Another page has a comprehensive list of Thunder instructions.

Touring fact.c

The code shown here is part of the example program thunder/fact.c included with OBC. Build instructions are given below.

First, we need to get a piece of C gobbledegook out of the way:

typedef int (*funcp)(int);

This defines funcp to be the type of pointers to functions that take an int parameter and return an int result.[1]

Then we can define compile to be a function with no parameters that returns this type: it does so by using Thunder to create a factorial function and return it.

funcp compile2(void) {
     code_addr entry;

We'll use code_addr for the type of addresses in the generated code. In this case entry is the entry point for the factorial function.

     vmlabel lab1 = vm_newlab(), lab2 = vm_newlab();
     vmreg r0 = ireg[0], r1 = ireg[1];

Now we create two label objects for use in the code. We will define these labels at appropriate points below, and can use them as targets for branch instructions either before or after defining them. Everything is fixed up behind the scenes so that the branches lead to the right place.

We also name two registers for use in the code.

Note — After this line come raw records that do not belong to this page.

use std::time::{Duration, Instant};

/// Trailing-edge debounce: every `schedule` cancels the pending value and
/// restarts the delay, so a burst collapses into the last value once the
/// stream goes quiet.
#[derive(Clone, Debug)]
pub struct Debounce<T> {
    delay: Duration,
    pending: Option<(Instant, T)>,
}

impl<T> Debounce<T> {
    pub fn new(delay: Duration) -> Self {
        Self {
            delay,
            pending: None,
        }
    }

    pub fn schedule(&mut self, now: Instant, value: T) {
        self.pending = Some((now + self.delay, value));
    }

    pub fn poll(&mut self, now: Instant) -> Option<T> {
        match &self.pending {
            Some((deadline, _)) if now >= *deadline => self.pending.take().map(|(_, value)| value),
            _ => None,
        }
    }

    pub fn cancel(&mut self) {
        self.pending = None;
    }

    pub fn is_pending(&self) -> bool {
        self.pending.is_some()
    }

    pub fn deadline(&self) -> Option<Instant> {
        self.pending.as_ref().map(|(deadline, _)| *deadline)
    }
}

There are two classes of registers in Thunder: integer and floating point, and the integer registers are divided into the callee-save registers ireg[0..nvreg) and the caller-save registers ireg[nvreg..nireg). Thus, nvreg is the number of callee-save registers, guaranteed to be preserved across each function call, and nireg is the total number of integer registers, including any caller-save registers that are not preserved across function calls. The floating point registers freg[0..nfreg) are all caller-save.

This scheme is convenient, because it's safe to use callee-save registers as if they were caller-save, but not vice versa. Thunder guarantees that all callee-save registers that are used in a function body are saved on entry to the function and restored on exit, either by saving them all regardless, or by monitoring register use in the function body and saving registers as needed.

All existing implementations of Thunder provide at least 2 callee-save registers, at least 7 integer registers altogether, and at least 6 floating-point registers. Smart applications (like the OBC JIT) have their own scheme for managing registers, and can use additional registers if they exist. Simpler applications may use a fixed number of registers for fixed purposes, and can safely ignore any registers they don't need. It's wise to include an assertion like assert(nvreg >= 2 && nireg >= 4) in the main program to document the assumptions made by a program, and protect against surprises if future implementations provide fewer registers than expected.

The program continues.

     entry = vm_begin("fact", 1);
     vm_gen(GETARG, r0, 0);
     vm_gen(MOV, r1, 1);

Here we begin compiling a Thunder procedure: its name is fact, and it has one (integer) argument. Thunder supports up to three incoming arguments, all of integer or pointer type, and three outgoing arguments for function calls that appear in the body of a function. We save the entry address of the function as the value of entry. The name fact doesn't greatly matter, except that there is a debugging feature that lets you save the code for the procedure in a file named fact.dump.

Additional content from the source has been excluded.